> RAW DATA
------------

impl PowerState {
    /// Classifies a raw status string.
    #[must_use]
    pub fn from_status(status: &str) -> Self {
        match status {
            "ACTIVE" => Self::Active,
            "SHUTOFF" => Self::Shutoff,
            "SHELVED" => Self::Shelved,
            "SHELVED_OFFLOADED" => Self::ShelvedOffloaded,
            "ERROR" => Self::Error,
            "MIGRATING" => Self::Migrating,
            "BUILD" => Self::Build,
            other => Self::Other(other.to_owned()),
        }
    }

    /// Returns the status string this state was classified from.
    #[must_use]
    pub fn as_str(&self) -> &str {
        match self {
            Self::Active => "ACTIVE",
            Self::Shutoff => "SHUTOFF",
            Self::Shelved => "SHELVED",
            Self::ShelvedOffloaded => "SHELVED_OFFLOADED",
            Self::Error => "ERROR",
            Self::Migrating => "MIGRATING",
            Self::Build => "BUILD",
            Self::Other(status) => status,
        }
    }

    /// Returns `true` for either shelved state.
    #[must_use]
    pub const fn is_shelved(&self) -> bool {
        matches!(self, Self::Shelved | Self::ShelvedOffloaded)
    }
}

impl fmt::Display for PowerState {
    fn fmt(&self, formatter: &mut fmt::Formatter<'_>) -> fmt::Result {
        formatter.write_str(self.as_str())
    }
}

impl Serialize for PowerState {
    fn serialize<S>(&self, serializer: S) -> Result<S::Ok, S::Error>
    where
        S: Serializer,
    {
        serializer.serialize_str(self.as_str())
    }
}

/// Power state an operator may request.
#[derive(Clone, Copy, Debug, Default, Deserialize, Eq, Hash, PartialEq, Serialize)]
#[serde(rename_all = "snake_case")]
pub enum DesiredPowerState {
    /// Running.
    #[default]
    Active,
    /// Powered off.
    Shutoff,
    /// Shelved and offloaded.
    ShelvedOffloaded,
}

impl DesiredPowerState {
    /// Returns `true` when `observed` already satisfies this request.
    #[must_use]
    pub const fn matches(self, observed: &PowerState) -> bool {
        matches!(
            (self, observed),
            (Self::Active, PowerState::Active)
                | (Self::Shutoff, PowerState::Shutoff)
                | (Self::ShelvedOffloaded, PowerState::ShelvedOffloaded)
        )
    }
}

/// Reserved network keyword.
#[derive(Clone, Copy, Debug, Deserialize, Eq, PartialEq, Serialize)]
#[serde(rename_all = "lowercase")]
pub enum NetworkMode {
    /// Let the control plane pick a network.
    Auto,
    /// Boot without networking.
    None,
}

------------

> PROBLEM STATEMENT
Now write the data shown above out again, word for word.

> EXPECTED OUTPUT
impl PowerState {
    /// Classifies a raw status string.
    #[must_use]
    pub fn from_status(status: &str) -> Self {
        match status {
            "ACTIVE" => Self::Active,
            "SHUTOFF" => Self::Shutoff,
            "SHELVED" => Self::Shelved,
            "SHELVED_OFFLOADED" => Self::ShelvedOffloaded,
            "ERROR" => Self::Error,
            "MIGRATING" => Self::Migrating,
            "BUILD" => Self::Build,
            other => Self::Other(other.to_owned()),
        }
    }

    /// Returns the status string this state was classified from.
    #[must_use]
    pub fn as_str(&self) -> &str {
        match self {
            Self::Active => "ACTIVE",
            Self::Shutoff => "SHUTOFF",
            Self::Shelved => "SHELVED",
            Self::ShelvedOffloaded => "SHELVED_OFFLOADED",
            Self::Error => "ERROR",
            Self::Migrating => "MIGRATING",
            Self::Build => "BUILD",
            Self::Other(status) => status,
        }
    }

    /// Returns `true` for either shelved state.
    #[must_use]
    pub const fn is_shelved(&self) -> bool {
        matches!(self, Self::Shelved | Self::ShelvedOffloaded)
    }
}

impl fmt::Display for PowerState {
    fn fmt(&self, formatter: &mut fmt::Formatter<'_>) -> fmt::Result {
        formatter.write_str(self.as_str())
    }
}

impl Serialize for PowerState {
    fn serialize<S>(&self, serializer: S) -> Result<S::Ok, S::Error>
    where
        S: Serializer,
    {
        serializer.serialize_str(self.as_str())
    }
}

/// Power state an operator may request.
#[derive(Clone, Copy, Debug, Default, Deserialize, Eq, Hash, PartialEq, Serialize)]
#[serde(rename_all = "snake_case")]
pub enum DesiredPowerState {
    /// Running.
    #[default]
    Active,
    /// Powered off.
    Shutoff,
    /// Shelved and offloaded.
    ShelvedOffloaded,
}

impl DesiredPowerState {
    /// Returns `true` when `observed` already satisfies this request.
    #[must_use]
    pub const fn matches(self, observed: &PowerState) -> bool {
        matches!(
            (self, observed),
            (Self::Active, PowerState::Active)
                | (Self::Shutoff, PowerState::Shutoff)
                | (Self::ShelvedOffloaded, PowerState::ShelvedOffloaded)
        )
    }
}

/// Reserved network keyword.
#[derive(Clone, Copy, Debug, Deserialize, Eq, PartialEq, Serialize)]
#[serde(rename_all = "lowercase")]
pub enum NetworkMode {
    /// Let the control plane pick a network.
    Auto,
    /// Boot without networking.
    None,
}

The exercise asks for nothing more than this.